Life's ups and down's since last 3 years of my life

2008 was a happy happy sort of year when I lived life careless, or simply said, freaked out. It was a breezy year full of nice nice things, mostly.
I could take life for granted and live it as it comes. It is probably not because I was very composed, but because life was pretty interesting and full of happenings. I was engaged and was going to get married in the month of April.
I usually knew that every tomorrow is likely to be as good a day as today. The whole year, from the very first day, till almost the very last day, lasted happily.
Despite the fact that granny's health deteriorated after the bypass & she passing away in November end, i consoled my myself or may be it had not sink-ed into me that she was no more there to shout at me and she had left me and gone.....
during the time i took to realize her absence i was a little distracted with a pleasantness within me as i was awaiting Amit's arrival from Turkey and the dream of setting up "MY HOME"
The year 2009 begun with a sense of loss.I started missing my granny's presence again despite the fact that Amit had come back to me and we planned on our home sweet home and set it up
The assured days will no longer be. Sometimes it feels like being carried to a cold and windy place and then being left along there; like walking on the banks of a beautiful river, and suddenly slipping into the cold water. I managed to stay cheerful.
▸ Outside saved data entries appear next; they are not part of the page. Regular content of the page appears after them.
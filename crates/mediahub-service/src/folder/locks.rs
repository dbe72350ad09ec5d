//! Per-folder mutual exclusion.

use std::sync::Arc;

use dashmap::DashMap;
use tokio::sync::{Mutex, OwnedMutexGuard};

use mediahub_core::types::FolderId;

/// Lock table keyed by folder id.
///
/// At most one lifecycle operation holds a given folder at a time;
/// distinct folders never contend. Entries are dropped once nobody holds
/// or waits for them.
#[derive(Debug, Clone, Default)]
pub struct FolderLocks {
    locks: Arc<DashMap<FolderId, Arc<Mutex<()>>>>,
}

impl FolderLocks {
    /// Creates an empty lock table.
    pub fn new() -> Self {
        Self::default()
    }

    /// Wait for exclusive access to `folder_id`.
    pub async fn acquire(&self, folder_id: FolderId) -> FolderLockGuard {
        let lock = self.locks.entry(folder_id).or_default().clone();
        let guard = lock.lock_owned().await;
        FolderLockGuard {
            folder_id,
            guard: Some(guard),
            locks: Arc::clone(&self.locks),
        }
    }

    /// Number of folders currently locked or awaited.
    pub fn len(&self) -> usize {
        self.locks.len()
    }

    /// Whether no folder is locked.
    pub fn is_empty(&self) -> bool {
        self.locks.is_empty()
    }
}

/// Exclusive access to one folder, released on drop.
#[derive(Debug)]
pub struct FolderLockGuard {
    folder_id: FolderId,
    guard: Option<OwnedMutexGuard<()>>,
    locks: Arc<DashMap<FolderId, Arc<Mutex<()>>>>,
}

impl FolderLockGuard {
    /// The folder this guard protects.
    pub fn folder_id(&self) -> FolderId {
        self.folder_id
    }
}

impl Drop for FolderLockGuard {
    fn drop(&mut self) {
        // Release first so the strong count reflects only waiters.
        drop(self.guard.take());
        self.locks
            .remove_if(&self.folder_id, |_, lock| Arc::strong_count(lock) == 1);
    }
}

#[cfg(test)]
mod tests {
    use super::*;
    use std::time::Duration;

    #[tokio::test]
    async fn test_entry_removed_after_release() {
        let locks = FolderLocks::new();
        let id = FolderId::new();

        let guard = locks.acquire(id).await;
        assert_eq!(guard.folder_id(), id);
        assert_eq!(locks.len(), 1);
        drop(guard);
        assert!(locks.is_empty());
    }

    #[tokio::test]
    async fn test_same_folder_is_exclusive() {
        let locks = FolderLocks::new();
        let id = FolderId::new();

        let guard = locks.acquire(id).await;
        let waiter = {
            let locks = locks.clone();
            tokio::spawn(async move {
                let _g = locks.acquire(id).await;
            })
        };

        tokio::time::sleep(Duration::from_millis(20)).await;
        assert!(!waiter.is_finished());

        drop(guard);
        waiter.await.unwrap();
        assert!(locks.is_empty());
    }

    #[tokio::test]
    async fn test_distinct_folders_do_not_contend() {
        let locks = FolderLocks::new();
        let _a = locks.acquire(FolderId::new()).await;
        let b = tokio::time::timeout(Duration::from_millis(50), locks.acquire(FolderId::new())).await;
        assert!(b.is_ok());
    }
}
//! Route definitions for the MediaHub HTTP API.
//!
//! All routes are mounted under `/api`. The router receives `AppState`
//! and passes it to all handlers via Axum's `State` extractor.

use std::time::Duration;

use axum::{
    Router,
    middleware as axum_middleware,
    routing::{get, put},
};
use tower_http::timeout::TimeoutLayer;
use tower_http::trace::TraceLayer;

use crate::handlers;
use crate::middleware;
use crate::middleware::cors::build_cors_layer;
use crate::state::AppState;

/// Build the complete Axum router with all routes and middleware.
pub fn build_router(state: AppState) -> Router {
    let api_routes = Router::new().merge(folder_routes()).merge(health_routes());

    let cors = build_cors_layer(&state.config.server);
    let timeout = Duration::from_secs(state.config.server.request_timeout_seconds);

    Router::new()
        .nest("/api", api_routes)
        .layer(TimeoutLayer::new(timeout))
        .layer(TraceLayer::new_for_http())
        .layer(cors)
        .layer(axum_middleware::from_fn(middleware::logging::request_logging))
        .with_state(state)
}

/// Folder endpoints: list, create, rename, delete
fn folder_routes() -> Router<AppState> {
    Router::new()
        .route(
            "/folders",
            get(handlers::folder::list_folders).post(handlers::folder::create_folder),
        )
        .route(
            "/folders/{id}",
            put(handlers::folder::rename_folder).delete(handlers::folder::delete_folder),
        )
}

/// Health endpoint (no auth)
fn health_routes() -> Router<AppState> {
    Router::new().route("/health", get(handlers::health::health))
}
//! Request/response logging middleware.

use axum::extract::Request;
use axum::middleware::Next;
use axum::response::Response;
use std::time::Instant;
use tracing::{info, warn};

/// Logs request method, path, status, and duration.
pub async fn request_logging(request: Request, next: Next) -> Response {
    let method = request.method().clone();
    let uri = request.uri().clone();
    let start = Instant::now();

    let response = next.run(request).await;

    let duration = start.elapsed();
    let status = response.status();

    if status.is_server_error() {
        warn!(
            method = %method,
            path = %uri.path(),
            status = %status.as_u16(),
            duration_ms = %duration.as_millis(),
            "HTTP request failed"
        );
    } else {
        info!(
            method = %method,
            path = %uri.path(),
            status = %status.as_u16(),
            duration_ms = %duration.as_millis(),
            "HTTP request"
        );
    }

    response
}
//! In-memory folder catalog for tests and local development.

use std::collections::HashMap;
use std::sync::Mutex;

use async_trait::async_trait;
use chrono::Utc;

use mediahub_core::error::AppError;
use mediahub_core::result::AppResult;
use mediahub_core::types::{FolderId, OwnerId, VideoId};
use mediahub_entity::folder::{CreateFolder, Folder, FolderStatus};
use mediahub_entity::video::{CreateVideo, Video};

use super::{FolderCatalog, PrefixRewrite};

/// Catalog writes that can be made to fail.
#[derive(Debug, Clone, Copy, PartialEq, Eq, Hash)]
pub enum CatalogOp {
    /// [`FolderCatalog::insert`].
    Insert,
    /// [`FolderCatalog::delete`].
    Delete,
    /// [`FolderCatalog::rename`], before anything is written.
    Rename,
    /// The video rewrite of [`FolderCatalog::rename`] (which then writes
    /// nothing) and [`FolderCatalog::rewrite_video_prefix`].
    RewriteVideos,
}

#[derive(Debug, Default)]
struct State {
    /// Folders in insertion order.
    folders: Vec<Folder>,
    /// Videos in insertion order.
    videos: Vec<Video>,
}

/// Catalog holding everything in process memory.
///
/// Mirrors the PostgreSQL catalog: owner scoping, active-name uniqueness,
/// and atomic delete and rename of a folder together with its videos.
#[derive(Debug, Default)]
pub struct MemoryFolderCatalog {
    state: Mutex<State>,
    failures: Mutex<HashMap<CatalogOp, usize>>,
}

impl MemoryFolderCatalog {
    /// Create an empty catalog.
    pub fn new() -> Self {
        Self::default()
    }

    /// Make the next `times` calls of `op` fail with a database error.
    pub fn fail_next(&self, op: CatalogOp, times: usize) {
        self.failures
            .lock()
            .unwrap_or_else(|e| e.into_inner())
            .insert(op, times);
    }

    /// Every folder record, active or not.
    pub fn all_folders(&self) -> Vec<Folder> {
        self.state
            .lock()
            .unwrap_or_else(|e| e.into_inner())
            .folders
            .clone()
    }

    /// Every video record.
    pub fn all_videos(&self) -> Vec<Video> {
        self.state
            .lock()
            .unwrap_or_else(|e| e.into_inner())
            .videos
            .clone()
    }

    fn check_failure(&self, op: CatalogOp) -> AppResult<()> {
        let mut failures = self.failures.lock().unwrap_or_else(|e| e.into_inner());
        match failures.get_mut(&op) {
            Some(remaining) if *remaining > 0 => {
                *remaining -= 1;
                Err(AppError::database(format!("injected {op:?} failure")))
            }
            _ => Ok(()),
        }
    }
}

fn name_taken(state: &State, owner_id: OwnerId, name: &str, except: Option<FolderId>) -> bool {
    state.folders.iter().any(|f| {
        f.owner_id == owner_id && f.is_active() && f.name == name && Some(f.id) != except
    })
}

fn rewrite_videos(
    videos: &mut [Video],
    owner_id: OwnerId,
    folder_id: FolderId,
    rewrite: PrefixRewrite<'_>,
) -> u64 {
    if rewrite.is_noop() {
        return 0;
    }

    let mut changed = 0;
    for video in videos
        .iter_mut()
        .filter(|v| v.folder_id == folder_id && v.owner_id == owner_id)
    {
        let path = replace_first(&video.path, rewrite.old, rewrite.new);
        let url = replace_first(&video.url, rewrite.old, rewrite.new);
        if path.is_none() && url.is_none() {
            continue;
        }
        if let Some(path) = path {
            video.path = path;
        }
        if let Some(url) = url {
            video.url = url;
        }
        video.updated_at = Utc::now();
        changed += 1;
    }
    changed
}

/// Replace the first occurrence of `from` in `haystack`, if any.
pub fn replace_first(haystack: &str, from: &str, to: &str) -> Option<String> {
    if from.is_empty() {
        return None;
    }
    haystack.find(from).map(|pos| {
        let mut out = String::with_capacity(haystack.len() - from.len() + to.len());
        out.push_str(&haystack[..pos]);
        out.push_str(to);
        out.push_str(&haystack[pos + from.len()..]);
        out
    })
}

#[async_trait]
impl FolderCatalog for MemoryFolderCatalog {
    async fn insert(&self, data: &CreateFolder) -> AppResult<Folder> {
        self.check_failure(CatalogOp::Insert)?;
        let mut state = self.state.lock().unwrap_or_else(|e| e.into_inner());

        if name_taken(&state, data.owner_id, &data.name, None) {
            return Err(AppError::conflict(format!(
                "Folder '{}' already exists",
                data.name
            )));
        }

        if state.folders.iter().any(|f| f.id == data.id) {
            return Err(AppError::conflict(format!("Folder {} already exists", data.id)));
        }

        let now = Utc::now();
        let folder = Folder {
            id: data.id,
            owner_id: data.owner_id,
            server_id: data.server_id,
            name: data.name.clone(),
            status: FolderStatus::Active,
            created_at: now,
            updated_at: now,
        };
        state.folders.push(folder.clone());
        Ok(folder)
    }

    async fn delete(&self, owner_id: OwnerId, id: FolderId) -> AppResult<bool> {
        self.check_failure(CatalogOp::Delete)?;
        let mut state = self.state.lock().unwrap_or_else(|e| e.into_inner());

        let before = state.folders.len();
        state
            .folders
            .retain(|f| !(f.id == id && f.owner_id == owner_id));
        if state.folders.len() == before {
            return Ok(false);
        }
        state
            .videos
            .retain(|v| !(v.folder_id == id && v.owner_id == owner_id));
        Ok(true)
    }

    async fn rename(
        &self,
        owner_id: OwnerId,
        id: FolderId,
        new_name: &str,
        videos: PrefixRewrite<'_>,
    ) -> AppResult<(Folder, u64)> {
        self.check_failure(CatalogOp::Rename)?;
        let mut state = self.state.lock().unwrap_or_else(|e| e.into_inner());

        if name_taken(&state, owner_id, new_name, Some(id)) {
            return Err(AppError::conflict(format!(
                "Folder '{new_name}' already exists"
            )));
        }

        let index = state
            .folders
            .iter()
            .position(|f| f.id == id && f.owner_id == owner_id && f.is_active())
            .ok_or_else(|| AppError::not_found(format!("Folder {id} not found")))?;

        // Fails before either write lands, like a rolled back transaction.
        self.check_failure(CatalogOp::RewriteVideos)?;

        let changed = rewrite_videos(&mut state.videos, owner_id, id, videos);
        let folder = &mut state.folders[index];
        folder.name = new_name.to_string();
        folder.updated_at = Utc::now();
        Ok((folder.clone(), changed))
    }

    async fn find_by_owner_and_id(
        &self,
        owner_id: OwnerId,
        id: FolderId,
    ) -> AppResult<Option<Folder>> {
        let state = self.state.lock().unwrap_or_else(|e| e.into_inner());
        Ok(state
            .folders
            .iter()
            .find(|f| f.id == id && f.owner_id == owner_id && f.is_active())
            .cloned())
    }

    async fn find_by_owner_and_name(
        &self,
        owner_id: OwnerId,
        name: &str,
    ) -> AppResult<Option<Folder>> {
        let state = self.state.lock().unwrap_or_else(|e| e.into_inner());
        Ok(state
            .folders
            .iter()
            .find(|f| f.owner_id == owner_id && f.name == name && f.is_active())
            .cloned())
    }

    async fn list_by_owner(&self, owner_id: OwnerId) -> AppResult<Vec<Folder>> {
        let state = self.state.lock().unwrap_or_else(|e| e.into_inner());
        Ok(state
            .folders
            .iter()
            .filter(|f| f.owner_id == owner_id && f.is_active())
            .cloned()
            .collect())
    }

    async fn insert_video(&self, data: &CreateVideo) -> AppResult<Video> {
        let mut state = self.state.lock().unwrap_or_else(|e| e.into_inner());

        let folder_ok = state
            .folders
            .iter()
            .any(|f| f.id == data.folder_id && f.owner_id == data.owner_id && f.is_active());
        if !folder_ok {
            return Err(AppError::not_found(format!(
                "Folder {} not found",
                data.folder_id
            )));
        }

        let now = Utc::now();
        let video = Video {
            id: VideoId::new(),
            owner_id: data.owner_id,
            folder_id: data.folder_id,
            name: data.name.clone(),
            path: data.path.clone(),
            url: data.url.clone(),
            created_at: now,
            updated_at: now,
        };
        state.videos.push(video.clone());
        Ok(video)
    }

    async fn list_videos(&self, owner_id: OwnerId, folder_id: FolderId) -> AppResult<Vec<Video>> {
        let state = self.state.lock().unwrap_or_else(|e| e.into_inner());
        Ok(state
            .videos
            .iter()
            .filter(|v| v.folder_id == folder_id && v.owner_id == owner_id)
            .cloned()
            .collect())
    }

    async fn rewrite_video_prefix(
        &self,
        owner_id: OwnerId,
        folder_id: FolderId,
        old_prefix: &str,
        new_prefix: &str,
    ) -> AppResult<u64> {
        self.check_failure(CatalogOp::RewriteVideos)?;
        let mut state = self.state.lock().unwrap_or_else(|e| e.into_inner());
        Ok(rewrite_videos(
            &mut state.videos,
            owner_id,
            folder_id,
            PrefixRewrite {
                old: old_prefix,
                new: new_prefix,
            },
        ))
    }

    async fn health_check(&self) -> AppResult<bool> {
        Ok(true)
    }
}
I expect me to remain so in the coming days and thanks to my job that kept me cheerful through the difficult phase of my life.
I always wished the days stayed like the year 2008.
The arrival of 2010 seemed to bring in a hope to see a cooler atmosphere with all beautiful things my way but alas! amit is again leaving abroad for 3 months.My job hunt is on with full force, now that I need distraction.Hoping to find a good one at the earliest.Thats a priority now, since we are done with the shifting back to mom's place and a trip to yercaud.
May be somethings happen just to keep you on your toes, and might eventually turn good.